I.B. Henyan House

 

202 Madison

Henyan House is a Victorian Eclectic; it is built with a raised front porch typical of the French Colonial style, yet the full-façade front gable brings to mind a Swiss Chalet quality. The house also includes a Victorian Richardsonian Romanesque element in the double front door framed by a limestone arch. Broad chimneys extend from the basement to above the roof.

I. B. Henyan was the first owner. He bought the lot in January of 1899 at a sheriff’s sale of the estate of Michael Eckenroth, whose home was behind it on S. Alamo Street. I. B. and Pauline Henyan wrote a contract with Ed Steves and Sons in September of 1905, agreeing to pay $3,500 for the construction of ‘a new brick residence including all plumbing, wiring, piping and heating’ in accordance with plans drafted by architect Beverly W. Spillman.

By 1922, Mrs.

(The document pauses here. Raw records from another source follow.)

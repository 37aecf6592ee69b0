//! Continuations handed to handlers that may answer later
//!
//! A handler that returns "handled asynchronously" keeps the callback (it is
//! `Send`) and completes it from any thread.

use crate::proxies::print::PrintSettings;
use crate::proxy::proxy_type;
use crate::string::CefStringBuf;
use cef_sys::{
    cef_auth_callback_t, cef_print_dialog_callback_t, cef_print_job_callback_t,
    cef_request_callback_t, cef_resource_handler_t,
};

proxy_type!(RequestCallback, cef_request_callback_t);
proxy_type!(AuthCallback, cef_auth_callback_t);
proxy_type!(PrintDialogCallback, cef_print_dialog_callback_t);
proxy_type!(PrintJobCallback, cef_print_job_callback_t);
proxy_type!(
    /// A custom resource source returned from `RequestHandler::resource_handler`
    ResourceHandler,
    cef_resource_handler_t
);

impl RequestCallback {
    /// Continue the request; `allow = false` denies it
    pub fn cont(&self, allow: bool) {
        unsafe { (self.0.table().cont)(self.0.as_raw(), i32::from(allow)) }
    }

    pub fn cancel(&self) {
        unsafe { (self.0.table().cancel)(self.0.as_raw()) }
    }
}

impl AuthCallback {
    pub fn cont(&self, username: &str, password: &str) {
        let username = CefStringBuf::new(username);
        let password = CefStringBuf::new(password);
        unsafe { (self.0.table().cont)(self.0.as_raw(), username.as_ptr(), password.as_ptr()) }
    }

    pub fn cancel(&self) {
        unsafe { (self.0.table().cancel)(self.0.as_raw()) }
    }
}

impl PrintDialogCallback {
    /// Continue printing; `None` keeps the current settings
    pub fn cont(&self, settings: Option<&PrintSettings>) {
        let settings = settings.map_or(std::ptr::null_mut(), |s| s.0.as_raw());
        unsafe { (self.0.table().cont)(self.0.as_raw(), settings) }
    }

    pub fn cancel(&self) {
        unsafe { (self.0.table().cancel)(self.0.as_raw()) }
    }
}

impl PrintJobCallback {
    /// Signal that the job has been handled
    pub fn cont(&self) {
        unsafe { (self.0.table().cont)(self.0.as_raw()) }
    }
}

impl ResourceHandler {
    pub fn cancel(&self) {
        unsafe { (self.0.table().cancel)(self.0.as_raw()) }
    }

    /// Give this handle's reference to the library
    pub(crate) fn into_raw(self) -> *mut cef_resource_handler_t {
        self.0.into_raw()
    }
}

#[cfg(test)]
mod tests {
    use super::*;
    use cef_testkit::{
        FakeAuthCallback, FakePrintDialogCallback, FakePrintJobCallback, FakePrintSettings,
        FakeRequestCallback, FakeResourceHandler, PrintSettingsState,
    };
    use pretty_assertions::assert_eq;

    #[test]
    fn test_request_callback() {
        let fake = FakeRequestCallback::new();
        let callback = unsafe { RequestCallback::wrap(&cef_testkit::api(), fake.ptr()) }.unwrap();
        callback.cont(true);
        callback.cancel();
        assert_eq!(fake.calls(), vec!["cont(true)", "cancel"]);
    }

    #[test]
    fn test_auth_callback_passes_credentials() {
        let fake = FakeAuthCallback::new();
        let callback = unsafe { AuthCallback::wrap(&cef_testkit::api(), fake.ptr()) }.unwrap();
        callback.cont("alice", "s3cret");
        assert_eq!(fake.calls(), vec!["cont(alice, s3cret)"]);
    }

    #[test]
    fn test_print_callbacks() {
        let api = cef_testkit::api();
        let dialog = FakePrintDialogCallback::new();
        let job = FakePrintJobCallback::new();
        let settings = FakePrintSettings::new(PrintSettingsState::default());

        let callback = unsafe { PrintDialogCallback::wrap(&api, dialog.ptr()) }.unwrap();
        let settings = unsafe { PrintSettings::wrap(&api, settings.ptr()) }.unwrap();
        callback.cont(Some(&settings));
        callback.cont(None);
        callback.cancel();
        assert_eq!(dialog.calls(), vec!["cont(settings)", "cont(null)", "cancel"]);

        let callback = unsafe { PrintJobCallback::wrap(&api, job.ptr()) }.unwrap();
        callback.cont();
        assert_eq!(job.calls(), vec!["cont"]);
    }

    #[test]
    fn test_resource_handler_into_raw_keeps_reference() {
        let fake = FakeResourceHandler::new();
        let handler = unsafe { ResourceHandler::wrap(&cef_testkit::api(), fake.ptr()) }.unwrap();
        let raw = handler.into_raw();
        assert_eq!(raw, fake.ptr());
        assert_eq!(fake.refs(), 2);
        unsafe { ((*raw).base.release)(raw.cast()) };
        assert_eq!(fake.refs(), 1);
    }
}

Henyan was a widow and continued to live in this house until December 1927, when she sold it to the City Federation of Women’s Clubs for $12,500. In 1942 it was purchased by Opal Smith, whose residence lasted until her death in 1972. Like many of the houses in this neighborhood, the interior space had been greatly modified when Grace Holley and Cecil Reynolds bought the house in 1973. They began a renovation which continued as the house was sold to Deborah Ann Silva (1981), Robert and Jill Cardellino (1987), John R. and Carol Jinkins (1992), Shannon Gunn (1998), Nicholas and Stephanie Chapman (2000), Edward Collins, III (2003), and Penelope Henderson (2012).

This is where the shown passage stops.